Fig. 6: RAD51C KO and V239G complemented cell lines have impaired replication fork reversal resulting in ssDNA gap formation.

a Schematic of labeling of replication fork progression. The cells were first pulsed with CldU for 20 min followed by IdU with camptothecin (100 nM CPT) for 60 min subsequently medium with or without the S1 nuclease was added for 20 min. Replication fork speed in untreated cells was assessed in Supplementary Fig. 4. b RAD51C knockout cells and RAD51C-V239G expressing cells exhibit increased DNA tract lengths and increased ssDNA gaps. RAD51C CRISPR/Cas9 U2OS cells were complemented with the WT RAD51C or the indicated variant and DNA replication fork progression was determined. Each data point represents Idu/Cldu ratio for one fiber measurement. Approximately 200 fibers were analyzed from two experiments and bars represent median of each data set. Statistical significance was determined by Kruskal-Wallis with multiple Dunn’s comparison and is indicated (ns is not significant, ** p = 0.0071, *** p = 0.0034, **** p < 0.0001).

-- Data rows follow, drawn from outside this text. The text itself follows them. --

//! 资源协调模块
//!
//! 该模块实现 StreamlitApp 的协调状态机：
//! 创建事件校验规范后依次创建 Deployment、Service、Ingress 并记录身份；
//! 更新事件先核对 status 中记录的身份，再按同样顺序整体替换三个子资源。
//! 规范校验失败与命名约定被破坏属于永久失败，写入 status 与事件后不再重试；
//! 集群 API 错误以告警事件挂到资源上，再交给控制器的错误策略重新排队。

use std::sync::Arc;
use std::time::Duration;

use async_trait::async_trait;
use k8s_openapi::apimachinery::pkg::apis::meta::v1::OwnerReference;
use kube::{runtime::controller::Action, Resource, ResourceExt};
use streamlit_common::{RecordedIdentity, StreamlitAppSpec};
use tracing::{debug, error, info, warn};

use crate::cluster::{ClusterApi, EventNote};
use crate::config::OperatorConfig;
use crate::crd::{StreamlitApp, StreamlitAppStatus};
use crate::error::{OperatorError, Result};
use crate::event_handler::{AppEvent, AppEventHandler};
use crate::templating::{template_all, ChildResource};

/// 集群 API 错误后的重试间隔
pub const RETRY_INTERVAL: Duration = Duration::from_secs(60);

/// 协调器
pub struct Reconciler<C> {
    /// 集群 API
    cluster: C,
    /// 只读的 Operator 配置
    config: Arc<OperatorConfig>,
}

impl<C: ClusterApi> Reconciler<C> {
    /// 创建新的协调器
    pub fn new(cluster: C, config: Arc<OperatorConfig>) -> Self {
        Self { cluster, config }
    }

    /// 协调 StreamlitApp 资源
    pub async fn reconcile(&self, app: &StreamlitApp) -> Result<Action> {
        let name = app.name_any();
        let event = AppEvent::classify(app);

        let outcome = match &event {
            AppEvent::Unchanged => {
                debug!("StreamlitApp {} 的当前版本已处理，无需协调", name);
                return Ok(Action::await_change());
            }
            AppEvent::Deleting => {
                debug!("StreamlitApp {} 正在删除，子资源交由垃圾回收处理", name);
                return Ok(Action::await_change());
            }
            AppEvent::Create => {
                info!("处理 StreamlitApp {} 的创建事件", name);
                self.on_create(app).await
            }
            AppEvent::Update(recorded) => {
                info!("处理 StreamlitApp {} 的更新事件", name);
                self.on_update(app, recorded).await
            }
        };

        match outcome {
            Ok(identity) => {
                let status = StreamlitAppStatus::reconciled(&identity, app.metadata.generation);
                self.cluster.patch_app_status(name.clone(), status).await?;

                let (reason, note) = match &event {
                    AppEvent::Update(_) => ("Replaced", "已替换 Deployment、Service 与 Ingress"),
                    _ => ("Created", "已创建 Deployment、Service 与 Ingress"),
                };
                self.publish(app, EventNote::normal(reason, event.action(), note))
                    .await;

                info!("StreamlitApp {} 协调完成，访问地址 {}", name, identity.dns_name);
                Ok(Action::await_change())
            }
            Err(error) if error.is_permanent() => self.fail_permanently(app, &event, error).await,
            Err(error) => {
                // status 保持不变，下次重试仍按同一事件处理
                let note = EventNote::warning(error.reason(), event.action(), error.to_string());
                self.publish(app, note).await;
                Err(error)
            }
        }
    }

    /// 永久失败：写入 status 与告警事件，等待用户修正规范
    async fn fail_permanently(
        &self,
        app: &StreamlitApp,
        event: &AppEvent,
        error: OperatorError,
    ) -> Result<Action> {
        let name = app.name_any();
        let message = error.to_string();
        warn!("StreamlitApp {} 协调永久失败: {}", name, message);

        let status =
            StreamlitAppStatus::failed(app.status.as_ref(), message.clone(), app.metadata.generation);
        self.cluster.patch_app_status(name, status).await?;
        self.publish(app, EventNote::warning(error.reason(), event.action(), message))
            .await;

        Ok(Action::await_change())
    }

    /// 发布事件，失败时只记录日志
    async fn publish(&self, app: &StreamlitApp, note: EventNote) {
        let reference = app.object_ref(&());
        if let Err(e) = self.cluster.record_event(reference, note).await {
            warn!("为 StreamlitApp {} 发布事件失败: {}", app.name_any(), e);
        }
    }

    /// 处理错误
    pub fn handle_error(&self, app: &StreamlitApp, error: &OperatorError) -> Action {
        let name = app.name_any();

        if error.is_permanent() {
            error!("StreamlitApp {} 协调失败，等待规范变更: {}", name, error);
            return Action::await_change();
        }

        error!("协调 StreamlitApp {} 失败: {}", name, error);

        // 短时间后重试
        Action::requeue(RETRY_INTERVAL)
    }
}

#[async_trait]
impl<C: ClusterApi> AppEventHandler for Reconciler<C> {
    async fn on_create(&self, app: &StreamlitApp) -> Result<RecordedIdentity> {
        let name = app.name_any();
        let spec = validate(app)?;
        let identity = self.config.identity_for(&name);
        let children = template_all(&identity, &spec, &self.config).adopt(owner_reference(app)?);

        let mut recorded = RecordedIdentity::from(&identity);
        for child in children.into_ordered() {
            let kind = child.kind();
            let created = self.cluster.create_child(child).await?;
            info!("已创建 {} {}", kind, created.name());
            record_name(&mut recorded, &created);
        }

        Ok(recorded)
    }

    async fn on_update(
        &self,
        app: &StreamlitApp,
        recorded: &RecordedIdentity,
    ) -> Result<RecordedIdentity> {
        let name = app.name_any();
        let spec = validate(app)?;
        let identity = self.config.identity_for(&name);
        identity.verify(recorded)?;

        let children = template_all(&identity, &spec, &self.config).adopt(owner_reference(app)?);

        let mut replaced_identity = RecordedIdentity::from(&identity);
        for child in children.into_ordered() {
            let kind = child.kind();
            let replaced = self.cluster.replace_child(child).await?;
            info!("已替换 {} {}", kind, replaced.name());
            record_name(&mut replaced_identity, &replaced);
        }

        Ok(replaced_identity)
    }
}

fn validate(app: &StreamlitApp) -> Result<StreamlitAppSpec> {
    Ok(StreamlitAppSpec::from_payload(Some(&app.spec_payload()))?)
}

/// 以父资源为控制者的 OwnerReference
fn owner_reference(app: &StreamlitApp) -> Result<OwnerReference> {
    let mut owner = app
        .controller_owner_ref(&())
        .ok_or(OperatorError::MissingObjectKey("metadata.uid"))?;
    owner.block_owner_deletion = Some(true);
    Ok(owner)
}

fn record_name(recorded: &mut RecordedIdentity, child: &ChildResource) {
    let name = child.name();
    match child {
        ChildResource::Deployment(_) => recorded.deployment_name = name,
        ChildResource::Service(_) => recorded.service_name = name,
        ChildResource::Ingress(_) => recorded.ingress_name = name,
    }
}
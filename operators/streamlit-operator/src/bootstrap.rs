//! 启动引导模块
//!
//! Operator 启动时确保 hub 实例存在并指向当前配置的管理界面代码。
//! 先尝试原地更新，资源不存在（404）时再创建，其余错误都会中止启动。

use serde_json::{json, Value};
use streamlit_common::StreamlitAppSpec;
use tracing::info;

use crate::cluster::ClusterApi;
use crate::config::OperatorConfig;
use crate::crd::{RawAppSpec, StreamlitApp};
use crate::error::{is_not_found, OperatorError, Result};

/// hub 实例名称
pub const HUB_NAME: &str = "hub";
/// hub 代码在仓库中的目录
pub const HUB_CODE_DIR: &str = "streamlit-hub";
/// hub 使用的 ServiceAccount，需要管理 StreamlitApp 与 Pod 的权限
pub const HUB_SERVICE_ACCOUNT: &str = "streamlit-serviceaccount";

/// 生成 hub 的 StreamlitApp 清单
pub fn hub_manifest(config: &OperatorConfig) -> Result<StreamlitApp> {
    let payload = json!({
        "repo": config.git_repo,
        "ref": config.git_ref,
        "codeDir": HUB_CODE_DIR,
        "serviceAccountName": HUB_SERVICE_ACCOUNT,
        "additionalEnv": [
            {"name": "STREAMLIT_HUB_SUFFIX", "value": config.suffix},
            {"name": "STREAMLIT_HUB_BASE_DNS_RECORD", "value": config.base_dns_record},
        ],
    });
    StreamlitAppSpec::from_payload(Some(&payload))?;

    let fields = match payload {
        Value::Object(fields) => fields,
        _ => return Err(OperatorError::Config("hub 规范必须是映射".to_string())),
    };

    let mut app = StreamlitApp::new(HUB_NAME, RawAppSpec { fields });
    app.metadata.namespace = Some(config.namespace.clone());
    Ok(app)
}

/// 确保 hub 实例存在且为最新
pub async fn ensure_hub<C: ClusterApi>(cluster: &C, config: &OperatorConfig) -> Result<StreamlitApp> {
    let hub = hub_manifest(config)?;

    match cluster.patch_app(HUB_NAME.to_string(), hub.clone()).await {
        Ok(patched) => {
            info!("已更新 StreamlitApp {}/{}", config.namespace, HUB_NAME);
            Ok(patched)
        }
        Err(e) if is_not_found(&e) => {
            info!("StreamlitApp {} 不存在，将创建", HUB_NAME);
            let created = cluster.create_app(hub).await?;
            info!("已创建 StreamlitApp {}/{}", config.namespace, HUB_NAME);
            Ok(created)
        }
        Err(e) => Err(e.into()),
    }
}

#[cfg(test)]
mod tests {
    use super::*;
    use crate::cluster::MockClusterApi;
    use crate::error::api_error;
    use mockall::Sequence;

    fn config() -> OperatorConfig {
        OperatorConfig::from_yaml_str(
            "baseDnsRecord: example.com\ngitRepo: https://example.com/hub.git\ngitRef: v2\n",
        )
        .unwrap()
    }

    #[test]
    fn test_hub_manifest() {
        let hub = hub_manifest(&config()).unwrap();
        assert_eq!(hub.metadata.name.as_deref(), Some("hub"));
        assert_eq!(hub.metadata.namespace.as_deref(), Some("streamlit"));

        let spec = StreamlitAppSpec::from_payload(Some(&hub.spec_payload())).unwrap();
        assert_eq!(spec.repo, "https://example.com/hub.git");
        assert_eq!(spec.git_ref, "v2");
        assert_eq!(spec.code_dir, "streamlit-hub");
        assert_eq!(spec.service_account_name, "streamlit-serviceaccount");
        let env: Vec<_> = spec
            .additional_env
            .iter()
            .map(|e| (e.name.as_str(), e.value.as_deref().unwrap_or_default()))
            .collect();
        assert_eq!(
            env,
            vec![
                ("STREAMLIT_HUB_SUFFIX", "-streamlit"),
                ("STREAMLIT_HUB_BASE_DNS_RECORD", "example.com"),
            ]
        );
    }

    #[tokio::test]
    async fn test_existing_hub_is_patched() {
        let mut mock = MockClusterApi::new();
        mock.expect_patch_app()
            .withf(|name, app| name == "hub" && app.spec.fields["codeDir"] == "streamlit-hub")
            .times(1)
            .returning(|_, app| Ok(app));
        mock.expect_create_app().never();

        let hub = ensure_hub(&mock, &config()).await.unwrap();
        assert_eq!(hub.metadata.name.as_deref(), Some("hub"));
    }

    #[test_log::test(tokio::test)]
    async fn test_missing_hub_is_created() {
        let mut mock = MockClusterApi::new();
        let mut seq = Sequence::new();
        mock.expect_patch_app()
            .times(1)
            .in_sequence(&mut seq)
            .returning(|_, _| Err(api_error(404, "NotFound")));
        mock.expect_create_app()
            .withf(|app| app.metadata.name.as_deref() == Some("hub"))
            .times(1)
            .in_sequence(&mut seq)
            .returning(Ok);

        assert!(ensure_hub(&mock, &config()).await.is_ok());
    }

    #[tokio::test]
    async fn test_other_patch_errors_are_fatal() {
        let mut mock = MockClusterApi::new();
        mock.expect_patch_app()
            .times(1)
            .returning(|_, _| Err(api_error(403, "Forbidden")));
        mock.expect_create_app().never();

        let err = ensure_hub(&mock, &config()).await.unwrap_err();
        assert!(matches!(err, OperatorError::Kube(_)));
    }

    #[tokio::test]
    async fn test_create_failure_is_fatal() {
        let mut mock = MockClusterApi::new();
        mock.expect_patch_app()
            .returning(|_, _| Err(api_error(404, "NotFound")));
        mock.expect_create_app()
            .times(1)
            .returning(|_| Err(api_error(409, "AlreadyExists")));

        assert!(ensure_hub(&mock, &config()).await.is_err());
    }

    #[test]
    fn test_invalid_hub_configuration_is_rejected() {
        let mut config = config();
        config.git_repo = String::new();
        assert!(matches!(
            hub_manifest(&config),
            Err(OperatorError::InvalidSpec(_))
        ));
    }
}
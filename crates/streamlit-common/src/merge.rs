//! 深度合并工具
//!
//! 用于把 Hub 界面中用户输入的附加 spec 合并到基础 spec 上：
//! 两侧都是映射时递归合并，其他任何类型都直接覆盖。

use serde_json::Value;

/// 把 `overrides` 深度合并到 `base`
pub fn deep_merge(base: &mut Value, overrides: Value) {
    match (base, overrides) {
        (Value::Object(base_map), Value::Object(override_map)) => {
            for (key, value) in override_map {
                let nested = value.is_object() && base_map.get(&key).map_or(false, Value::is_object);
                if nested {
                    if let Some(existing) = base_map.get_mut(&key) {
                        deep_merge(existing, value);
                    }
                } else {
                    base_map.insert(key, value);
                }
            }
        }
        (base, overrides) => *base = overrides,
    }
}

#[cfg(test)]
mod tests {
    use super::*;
    use serde_json::json;

    #[test]
    fn test_nested_maps_merge_and_scalars_overwrite() {
        let mut base = json!({
            "repo": "https://example.com/a.git",
            "ref": "main",
            "codeDir": "app",
        });
        deep_merge(
            &mut base,
            json!({"replicas": 3, "ingress": {"annotations": {"x": "y"}}}),
        );

        assert_eq!(base["repo"], "https://example.com/a.git");
        assert_eq!(base["ref"], "main");
        assert_eq!(base["codeDir"], "app");
        assert_eq!(base["replicas"], 3);
        assert_eq!(base["ingress"]["annotations"]["x"], "y");
    }

    #[test]
    fn test_nested_merge_keeps_sibling_keys() {
        let mut base = json!({"ingress": {"annotations": {"a": "1"}, "ingressClassName": "nginx"}});
        deep_merge(&mut base, json!({"ingress": {"annotations": {"b": "2"}}}));

        assert_eq!(
            base,
            json!({"ingress": {"annotations": {"a": "1", "b": "2"}, "ingressClassName": "nginx"}})
        );
    }

    #[test]
    fn test_lists_and_type_changes_overwrite() {
        let mut base = json!({"additionalEnv": [{"name": "A"}], "ingress": {"annotations": {}}});
        deep_merge(
            &mut base,
            json!({"additionalEnv": [{"name": "B"}], "ingress": "disabled"}),
        );

        assert_eq!(base["additionalEnv"], json!([{"name": "B"}]));
        assert_eq!(base["ingress"], "disabled");
    }

    #[test]
    fn test_base_fields_can_be_overridden() {
        let mut base = json!({"repo": "https://example.com/a.git", "ref": "main"});
        deep_merge(&mut base, json!({"ref": "release"}));
        assert_eq!(base["ref"], "release");
    }
}
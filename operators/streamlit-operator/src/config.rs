//! 配置管理模块
//!
//! 该模块负责加载 Operator 的 YAML 配置文件。配置在进程启动时读取一次，
//! 之后以 `Arc<OperatorConfig>` 的形式只读地传入模板、命名与启动引导等组件。

use k8s_openapi::api::core::v1::{EnvVar, Volume, VolumeMount};
use serde::{Deserialize, Serialize};
use serde_json::Value;
use std::path::Path;
use streamlit_common::{fragment_mismatch, AppIdentity};
use tracing::debug;

use crate::error::{OperatorError, Result};

/// 默认配置文件路径
pub const DEFAULT_CONFIG_PATH: &str = "/config/config.yaml";

/// git-sync 鉴权配置
///
/// 三组片段原样注入每个受管工作负载的 git-sync 容器。
#[derive(Debug, Clone, Default, PartialEq, Serialize, Deserialize)]
#[serde(rename_all = "camelCase")]
pub struct GitSyncAuthConfig {
    /// 环境变量片段
    #[serde(default)]
    pub env: Vec<EnvVar>,
    /// 卷挂载片段
    #[serde(default)]
    pub volume_mounts: Vec<VolumeMount>,
    /// 卷片段
    #[serde(default)]
    pub volumes: Vec<Volume>,
}

impl GitSyncAuthConfig {
    /// 确认解码没有改写任何片段
    fn check_verbatim(&self, raw: Option<&Value>) -> Result<()> {
        let raw = match raw {
            Some(Value::Object(raw)) => raw,
            _ => return Ok(()),
        };

        let decoded = [
            ("env", serde_json::to_value(&self.env)),
            ("volumeMounts", serde_json::to_value(&self.volume_mounts)),
            ("volumes", serde_json::to_value(&self.volumes)),
        ];
        for (key, value) in decoded {
            let original = match raw.get(key) {
                None | Some(Value::Null) => continue,
                Some(original) => original,
            };
            let value = value.map_err(|e| {
                OperatorError::Config(format!("gitSyncAuthConfig.{} 无法序列化: {}", key, e))
            })?;
            if let Some(reason) = fragment_mismatch(original, &value) {
                return Err(OperatorError::Config(format!(
                    "gitSyncAuthConfig.{} 无法原样注入: {}",
                    key, reason
                )));
            }
        }
        Ok(())
    }
}

/// Operator 配置
#[derive(Debug, Clone, PartialEq, Serialize, Deserialize)]
#[serde(rename_all = "camelCase")]
pub struct OperatorConfig {
    /// 基础 DNS 记录，例如 `example.com`
    pub base_dns_record: String,
    /// 应用域名后缀
    #[serde(default = "default_suffix")]
    pub suffix: String,
    /// Hub 应用所在的 Git 仓库
    #[serde(default = "default_git_repo")]
    pub git_repo: String,
    /// Hub 应用的分支
    #[serde(default = "default_git_ref")]
    pub git_ref: String,
    /// 受管命名空间
    #[serde(default = "default_namespace")]
    pub namespace: String,
    #[serde(default)]
    pub git_sync_auth_config: GitSyncAuthConfig,
}

fn default_suffix() -> String {
    "-streamlit".to_string()
}

fn default_git_repo() -> String {
    "https://github.com/tbourton/streamlit-operator.git".to_string()
}

fn default_git_ref() -> String {
    "main".to_string()
}

fn default_namespace() -> String {
    "streamlit".to_string()
}

impl OperatorConfig {
    /// 从文件加载配置
    pub fn load(path: impl AsRef<Path>) -> Result<Self> {
        let path = path.as_ref();
        let content = std::fs::read_to_string(path).map_err(|e| {
            OperatorError::Config(format!("无法读取配置文件 {}: {}", path.display(), e))
        })?;

        let config = Self::from_yaml_str(&content)?;
        debug!("从 {} 加载配置成功", path.display());

        Ok(config)
    }

    /// 从 YAML 文本解析配置
    pub fn from_yaml_str(content: &str) -> Result<Self> {
        let config: Self = serde_yaml::from_str(content)?;
        let raw: Value = serde_yaml::from_str(content)?;
        config
            .git_sync_auth_config
            .check_verbatim(raw.get("gitSyncAuthConfig"))?;
        config.validate()?;
        Ok(config)
    }

    fn validate(&self) -> Result<()> {
        if self.base_dns_record.trim().is_empty() {
            return Err(OperatorError::Config("baseDnsRecord 不能为空".to_string()));
        }
        if self.namespace.trim().is_empty() {
            return Err(OperatorError::Config("namespace 不能为空".to_string()));
        }
        Ok(())
    }

    /// 按当前配置推导应用身份
    pub fn identity_for(&self, name: &str) -> AppIdentity {
        AppIdentity::derive(name, &self.suffix, &self.base_dns_record)
    }
}

#[cfg(test)]
mod tests {
    use super::*;

    #[test]
    fn test_minimal_config_defaults() {
        let config = OperatorConfig::from_yaml_str("baseDnsRecord: example.com\n").unwrap();

        assert_eq!(config.base_dns_record, "example.com");
        assert_eq!(config.suffix, "-streamlit");
        assert_eq!(config.git_ref, "main");
        assert_eq!(config.namespace, "streamlit");
        assert_eq!(config.git_sync_auth_config, GitSyncAuthConfig::default());
    }

    #[test]
    fn test_git_sync_auth_fragments() {
        let yaml = r#"
baseDnsRecord: apps.internal
suffix: -st
gitRepo: git@github.com:org/hub.git
gitRef: release
gitSyncAuthConfig:
  env:
    - name: GITSYNC_SSH_KEY_FILE
      value: /etc/git-secret/ssh
  volumeMounts:
    - name: git-secret
      mountPath: /etc/git-secret
      readOnly: true
  volumes:
    - name: git-secret
      secret:
        secretName: git-creds
        defaultMode: 256
"#;
        let config = OperatorConfig::from_yaml_str(yaml).unwrap();
        let auth = &config.git_sync_auth_config;

        assert_eq!(config.suffix, "-st");
        assert_eq!(config.git_repo, "git@github.com:org/hub.git");
        assert_eq!(auth.env[0].name, "GITSYNC_SSH_KEY_FILE");
        assert_eq!(auth.volume_mounts[0].mount_path, "/etc/git-secret");
        assert_eq!(auth.volume_mounts[0].read_only, Some(true));
        let secret = auth.volumes[0].secret.as_ref().unwrap();
        assert_eq!(secret.secret_name.as_deref(), Some("git-creds"));
        assert_eq!(secret.default_mode, Some(256));
    }

    #[test]
    fn test_rewritten_auth_fragments_are_rejected() {
        let yaml = r#"
baseDnsRecord: example.com
gitSyncAuthConfig:
  volumeMounts:
    - name: git-secret
      mountpath: /etc/git-secret
"#;
        match OperatorConfig::from_yaml_str(yaml) {
            Err(OperatorError::Config(message)) => {
                assert!(message.contains("volumeMounts"));
                assert!(message.contains("mountpath"));
            }
            other => panic!("期望配置错误，实际为 {:?}", other),
        }

        let yaml = "baseDnsRecord: example.com\ngitSyncAuthConfig:\n  env:\n    - value: x\n";
        assert!(matches!(
            OperatorConfig::from_yaml_str(yaml),
            Err(OperatorError::Config(_))
        ));
    }

    #[test]
    fn test_missing_base_dns_record_is_rejected() {
        assert!(OperatorConfig::from_yaml_str("suffix: -x\n").is_err());
        assert!(matches!(
            OperatorConfig::from_yaml_str("baseDnsRecord: ''\n"),
            Err(OperatorError::Config(_))
        ));
    }

    #[test]
    fn test_identity_uses_config() {
        let config = OperatorConfig::from_yaml_str("baseDnsRecord: example.com\n").unwrap();
        assert_eq!(config.identity_for("demo").dns_name, "demo-streamlit.example.com");
    }

    #[test]
    fn test_load_missing_file() {
        let err = OperatorConfig::load("/nonexistent/streamlit/config.yaml").unwrap_err();
        assert!(matches!(err, OperatorError::Config(_)));
    }
}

From left to right, n = 204, 201, 203, 201, 203, 206, 202, 203, 203, or 204 fibers quantified between two biological replicates. c RAD51C variants uncouple the enzymatic, HR, and replicative functions. Summary of phenotypes of RAD51C variants V239G and L238R and A279P from Figs. 1–5. Green is indicative of wild-type RAD51C function, yellow is indicative of a partial function, and red is indicative of a reduced function. Note that the DNA binding and ATPase activities were analyzed for V239G and A279P only since L238R formed insoluble aggregates. Source data are provided as a Source Data file.